Use the table to determine the charge of phosphate in K3PO4.

Chemistry
1 answer:
sveta [45]3 years ago
3 0

Answer:

                    Charge on Phosphate is -3 (PO₄³⁻)

Explanation:

                     Ions or polyatomic ions are formed when an atom or molecule loses or gains electron(s) respectively.

Example:

              Formation of ions.

                           Na  →  Na⁺  +  e⁻ (Na loses one electron)

                           Cl₂  +  2 e⁻  →  2 Cl⁻ (Cl gains electron)

In polyatomic ions a charge is present on a molecule which has either two or more atoms.

Example:

               CO₃²⁻ , SO₄⁻ , NH₄⁺ e.t.c.

In statement the  K₃PO₄ polyatomic ionic compound.
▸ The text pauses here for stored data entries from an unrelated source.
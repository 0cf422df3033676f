//! Domain models for the quest catalog.

use chrono::{DateTime, Utc};
use sea_orm::DbErr;

use crate::server::util::parse::{parse_snowflake, parse_string_array};

/// Reserved id prefix marking onboarding quests.
pub const STARTER_QUEST_PREFIX: &str = "starter";

/// Length of generated quest ids.
pub const QUEST_ID_LENGTH: usize = 8;

/// Returns whether a quest id is reserved for onboarding.
pub fn is_starter_quest_id(quest_id: &str) -> bool {
    quest_id.starts_with(STARTER_QUEST_PREFIX)
}

/// Difficulty of a quest, ordered from easiest to hardest.
#[derive(Debug, Clone, Copy, PartialEq, Eq, PartialOrd, Ord)]
pub enum QuestRank {
    Easy,
    Normal,
    Medium,
    Hard,
    Impossible,
}

impl QuestRank {
    pub fn as_str(&self) -> &'static str {
        match self {
            Self::Easy => "easy",
            Self::Normal => "normal",
            Self::Medium => "medium",
            Self::Hard => "hard",
            Self::Impossible => "impossible",
        }
    }

    /// Parses a stored or user supplied rank.
    ///
    /// `starter` is the onboarding alias of `normal`. Unknown values fall back to `normal`
    /// so a quest edited by hand never becomes unreadable.
    pub fn parse(value: &str) -> Self {
        match value.trim().to_ascii_lowercase().as_str() {
            "easy" => Self::Easy,
            "medium" => Self::Medium,
            "hard" => Self::Hard,
            "impossible" => Self::Impossible,
            _ => Self::Normal,
        }
    }
}

/// Catalog-level quest status.
///
/// Per-member state lives in `QuestProgress`; only `Available` matters for acceptance.
#[derive(Debug, Clone, Copy, PartialEq, Eq)]
pub enum QuestStatus {
    Available,
    Accepted,
    Completed,
    Approved,
    Rejected,
    Cancelled,
}

impl QuestStatus {
    pub fn as_str(&self) -> &'static str {
        match self {
            Self::Available => "available",
            Self::Accepted => "accepted",
            Self::Completed => "completed",
            Self::Approved => "approved",
            Self::Rejected => "rejected",
            Self::Cancelled => "cancelled",
        }
    }

    /// Parses a stored status string.
    ///
    /// # Returns
    /// - `Ok(QuestStatus)` - Known status
    /// - `Err(DbErr::Custom)` - Unknown status stored in the database
    pub fn from_db(value: &str) -> Result<Self, DbErr> {
        match value {
            "available" => Ok(Self::Available),
            "accepted" => Ok(Self::Accepted),
            "completed" => Ok(Self::Completed),
            "approved" => Ok(Self::Approved),
            "rejected" => Ok(Self::Rejected),
            "cancelled" => Ok(Self::Cancelled),
            other => Err(DbErr::Custom(format!("Unknown quest status: {}", other))),
        }
    }
}

/// A task members can accept for a reward.
#[derive(Debug, Clone, PartialEq)]
pub struct Quest {
    /// Short opaque id, unique per deployment.
    pub quest_id: String,
    pub title: String,
    pub description: String,
    /// Discord ID of the member who created the quest.
    pub creator_id: u64,
    pub guild_id: u64,
    pub requirements: String,
    /// Free-text reward; point amounts are extracted by `util::reward`.
    pub reward: String,
    pub rank: QuestRank,
    pub category: String,
    pub status: QuestStatus,
    /// Roles allowed to accept the quest. Empty means unrestricted.
    pub required_role_ids: Vec<u64>,
    pub created_at: DateTime<Utc>,
}

impl Quest {
    /// Converts an entity model to a quest domain model at the repository boundary.
    ///
    /// # Arguments
    /// - `entity` - The entity model from the database
    ///
    /// # Returns
    /// - `Ok(Quest)` - The converted quest
    /// - `Err(DbErr::Custom)` - Unparseable snowflake, role list or status
    pub fn from_entity(entity: entity::quest::Model) -> Result<Self, DbErr> {
        let creator_id = parse_snowflake("creator_id", &entity.creator_id)?;
        let guild_id = parse_snowflake("guild_id", &entity.guild_id)?;
        let required_role_ids =
            parse_string_array("required_role_ids", entity.required_role_ids)?
                .iter()
                .map(|id| parse_snowflake("required_role_ids", id))
                .collect::<Result<Vec<_>, _>>()?;

        Ok(Self {
            quest_id: entity.quest_id,
            title: entity.title,
            description: entity.description,
            creator_id,
            guild_id,
            requirements: entity.requirements,
            reward: entity.reward,
            rank: QuestRank::parse(&entity.rank),
            category: entity.category,
            status: QuestStatus::from_db(&entity.status)?,
            required_role_ids,
            created_at: entity.created_at,
        })
    }

    pub fn is_starter(&self) -> bool {
        is_starter_quest_id(&self.quest_id)
    }

    pub fn is_available(&self) -> bool {
        self.status == QuestStatus::Available
    }
}

/// Parameters for creating a new quest.
#[derive(Debug, Clone)]
pub struct CreateQuestParams {
    /// Explicit id, used to seed reserved `starter*` quests. Generated when `None`.
    pub quest_id: Option<String>,
    pub title: String,
    pub description: String,
    pub creator_id: u64,
    pub guild_id: u64,
    pub requirements: String,
    pub reward: String,
    pub rank: QuestRank,
    pub category: String,
    pub required_role_ids: Vec<u64>,
}

/// Row counts removed by a guild-wide purge.
#[derive(Debug, Clone, Copy, PartialEq, Eq, Default)]
pub struct PurgeSummary {
    pub quests_deleted: u64,
    pub progress_deleted: u64,
}
use crate::server::{
    data::departed_member::DepartedMemberRepository,
    model::member::{MemberProfile, RecordDepartureParams},
};
use chrono::{Duration, Utc};
use sea_orm::DbErr;
use test_utils::{builder::TestBuilder, factory, factory::departed_member::DepartedMemberFactory};

mod create;
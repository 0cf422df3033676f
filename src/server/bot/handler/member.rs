use chrono::{DateTime, Utc};
use sea_orm::DatabaseConnection;
use serenity::all::{Context, GuildId, GuildMemberUpdateEvent, Member, User};

use crate::server::{
    model::member::{MemberProfile, RecordDepartureParams},
    service::{ledger::LedgerService, member::MemberService, welcome::WelcomeService},
};

/// Handles the guild_member_addition event when a member joins a guild.
///
/// Marks a returning member's latest departure, ensures a leaderboard entry and starts a
/// new onboarding period with starter quests. New members start without a mentor.
pub async fn handle_guild_member_addition(
    db: &DatabaseConnection,
    starter_quest_ids: &[String],
    _ctx: Context,
    new_member: Member,
) {
    if new_member.user.bot {
        return;
    }

    let user_id = new_member.user.id.get();
    let guild_id = new_member.guild_id.get();
    let profile = member_profile(&new_member);

    match MemberService::new(db).record_return(guild_id, user_id).await {
        Ok(true) => tracing::info!("Member {} returned to guild {}", profile.username, guild_id),
        Ok(false) => {}
        Err(e) => tracing::error!("Failed to record return of member {}: {:?}", user_id, e),
    }

    if let Err(e) = LedgerService::new(db)
        .add_member(guild_id, user_id, &profile)
        .await
    {
        tracing::error!(
            "Failed to add member {} to leaderboard of guild {}: {:?}",
            user_id,
            guild_id,
            e
        );
    }

    if let Err(e) = WelcomeService::new(db)
        .enroll_member(guild_id, user_id, None, starter_quest_ids)
        .await
    {
        tracing::error!(
            "Failed to enroll member {} in guild {}: {:?}",
            user_id,
            guild_id,
            e
        );
    }
}

/// Handles the guild_member_removal event when a member leaves a guild.
///
/// Uses the cached member data for the departure snapshot when Discord provides it.
pub async fn handle_guild_member_removal(
    db: &DatabaseConnection,
    ctx: Context,
    guild_id: GuildId,
    user: User,
    member_data_if_available: Option<Member>,
) {
    if user.bot {
        return;
    }

    let (profile, highest_role, join_date) = match &member_data_if_available {
        Some(member) => (
            member_profile(member),
            highest_role_name(&ctx, member),
            member
                .joined_at
                .and_then(|at| DateTime::<Utc>::from_timestamp(at.unix_timestamp(), 0)),
        ),
        None => (
            MemberProfile::new(user.name.clone(), user.display_name()),
            None,
            None,
        ),
    };

    let params = RecordDepartureParams {
        guild_id: guild_id.get(),
        member_id: user.id.get(),
        profile,
        highest_role,
        join_date,
    };

    if let Err(e) = MemberService::new(db).record_departure(params).await {
        tracing::error!(
            "Failed to record departure of member {} from guild {}: {:?}",
            user.id,
            guild_id,
            e
        );
    }
}

/// Handles the guild_member_update event when a member is updated in a guild (nickname, etc.)
///
/// Refreshes the names cached on the member's leaderboard entry.
pub async fn handle_guild_member_update(
    db: &DatabaseConnection,
    _ctx: Context,
    _old: Option<Member>,
    new: Option<Member>,
    _event: GuildMemberUpdateEvent,
) {
    let Some(member) = new else {
        return;
    };
    if member.user.bot {
        return;
    }

    let guild_id = member.guild_id.get();
    let profile = member_profile(&member);

    if let Err(e) = LedgerService::new(db)
        .add_member(guild_id, member.user.id.get(), &profile)
        .await
    {
        tracing::error!(
            "Failed to refresh leaderboard names for member {} in guild {}: {:?}",
            member.user.id,
            guild_id,
            e
        );
    } else {
        tracing::debug!(
            "Refreshed leaderboard names for {} in guild {}",
            profile.display_name,
            guild_id
        );
    }
}

fn member_profile(member: &Member) -> MemberProfile {
    MemberProfile::new(member.user.name.clone(), member.display_name())
}

/// Name of the member's highest positioned role, looked up in the guild cache.
fn highest_role_name(ctx: &Context, member: &Member) -> Option<String> {
    let guild = ctx.cache.guild(member.guild_id)?;

    member
        .roles
        .iter()
        .filter_map(|role_id| guild.roles.get(role_id))
        .max_by_key(|role| role.position)
        .map(|role| role.name.clone())
}
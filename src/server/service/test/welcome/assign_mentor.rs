use super::*;

/// Tests pairing an independent member with a mentor.
///
/// Verifies that the mentor is stored and unfinished starter records are removed while
/// approved ones and regular quest records are kept.
///
/// Expected: Ok(true), approved starter and regular progress remain
#[tokio::test]
async fn clears_unfinished_starters() -> Result<(), DbErr> {
    let test = TestBuilder::new().with_quest_tables().build().await.unwrap();
    let db = test.db.as_ref().unwrap();

    let first = factory::create_starter_quest(db, "1", "starter1").await?;
    let second = factory::create_starter_quest(db, "1", "starter2").await?;
    let regular = factory::create_quest(db, "1").await?;
    QuestProgressFactory::new(db, &first, "7")
        .status("approved")
        .build()
        .await?;
    QuestProgressFactory::new(db, &second, "7")
        .status("assigned")
        .build()
        .await?;
    factory::create_progress(db, &regular, "7").await?;
    factory::create_welcome(db, "1", "7", ("starter1", Some("starter2"))).await?;

    let service = WelcomeService::new(db);
    assert!(service.assign_mentor(1, 7, 77).await.unwrap());

    let record = service.get_record(1, 7).await.unwrap().unwrap();
    assert_eq!(record.mentor_id, Some(77));

    let mut remaining: Vec<String> = entity::prelude::QuestProgress::find()
        .all(db)
        .await?
        .into_iter()
        .map(|row| row.quest_id)
        .collect();
    remaining.sort();
    let mut expected = vec!["starter1".to_string(), regular.quest_id.clone()];
    expected.sort();
    assert_eq!(remaining, expected);

    Ok(())
}

/// Tests pairing a member who was never enrolled.
///
/// Expected: Ok(false)
#[tokio::test]
async fn reports_missing_record() -> Result<(), DbErr> {
    let test = TestBuilder::new().with_quest_tables().build().await.unwrap();
    let db = test.db.as_ref().unwrap();

    assert!(!WelcomeService::new(db).assign_mentor(1, 7, 77).await.unwrap());

    Ok(())
}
It is made up of three K⁺ ions and one Phosphate ion (PO₄ˣ⁻) ion.

As we know K belongs to group 1 metals so it has one valence electron and thus, forms a cation of +1 charge. So, for a neutral polyatomic ionic compound the overall charge on K₃PO₄ should be zero. Hence,

                                         K (3) + PO₄ (X)  =  0

Or,

                                         +3 + X = 0

Or,

                                         X  =  0 - 3

                                         X  =  -3

Therefore, the charge on phosphate is -3.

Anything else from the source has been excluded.